• [Work to complete] Every line in the listing below that holds the word "absent" should be returned.

• [Dataset]
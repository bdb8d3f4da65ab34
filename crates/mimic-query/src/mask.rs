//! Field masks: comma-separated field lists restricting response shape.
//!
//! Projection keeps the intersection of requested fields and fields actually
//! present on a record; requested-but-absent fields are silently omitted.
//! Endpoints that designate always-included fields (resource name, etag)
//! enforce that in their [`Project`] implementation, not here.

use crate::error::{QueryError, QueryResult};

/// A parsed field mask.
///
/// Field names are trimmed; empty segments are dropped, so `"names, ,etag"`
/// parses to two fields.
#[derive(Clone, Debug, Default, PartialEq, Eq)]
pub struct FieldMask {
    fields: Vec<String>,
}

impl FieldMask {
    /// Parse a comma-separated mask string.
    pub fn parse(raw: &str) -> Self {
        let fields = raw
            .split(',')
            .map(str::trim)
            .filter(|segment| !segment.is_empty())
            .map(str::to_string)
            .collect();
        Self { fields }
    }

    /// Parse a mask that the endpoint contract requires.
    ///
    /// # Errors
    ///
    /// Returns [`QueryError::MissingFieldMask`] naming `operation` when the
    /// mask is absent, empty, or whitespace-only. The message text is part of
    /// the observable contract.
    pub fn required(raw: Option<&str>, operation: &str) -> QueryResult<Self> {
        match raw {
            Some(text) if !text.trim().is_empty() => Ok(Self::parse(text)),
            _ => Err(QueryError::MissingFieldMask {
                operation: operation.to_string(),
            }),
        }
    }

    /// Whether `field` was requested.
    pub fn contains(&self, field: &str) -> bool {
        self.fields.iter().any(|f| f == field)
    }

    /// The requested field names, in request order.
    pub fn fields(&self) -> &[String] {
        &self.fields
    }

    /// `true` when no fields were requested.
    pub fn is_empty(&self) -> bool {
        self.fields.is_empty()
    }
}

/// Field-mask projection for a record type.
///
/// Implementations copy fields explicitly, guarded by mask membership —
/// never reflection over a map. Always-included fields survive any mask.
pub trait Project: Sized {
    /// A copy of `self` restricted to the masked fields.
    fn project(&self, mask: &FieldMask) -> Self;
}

* * *

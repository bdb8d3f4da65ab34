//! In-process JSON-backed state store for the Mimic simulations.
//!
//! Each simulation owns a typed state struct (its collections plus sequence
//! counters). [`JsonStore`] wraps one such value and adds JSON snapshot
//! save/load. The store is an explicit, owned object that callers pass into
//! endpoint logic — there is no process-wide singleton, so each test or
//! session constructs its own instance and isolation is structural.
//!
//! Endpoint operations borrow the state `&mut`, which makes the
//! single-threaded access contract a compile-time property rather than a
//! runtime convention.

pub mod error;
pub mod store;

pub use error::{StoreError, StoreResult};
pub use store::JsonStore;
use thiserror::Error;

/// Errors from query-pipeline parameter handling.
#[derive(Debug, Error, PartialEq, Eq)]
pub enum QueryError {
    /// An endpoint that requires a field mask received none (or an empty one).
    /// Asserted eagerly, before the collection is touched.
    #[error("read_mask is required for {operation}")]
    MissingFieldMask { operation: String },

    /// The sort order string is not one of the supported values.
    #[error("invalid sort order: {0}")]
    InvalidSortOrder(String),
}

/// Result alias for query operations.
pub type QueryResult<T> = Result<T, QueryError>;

• [Output of the task]
//! present on a record; requested-but-absent fields are silently omitted.
    /// mask is absent, empty, or whitespace-only. The message text is part of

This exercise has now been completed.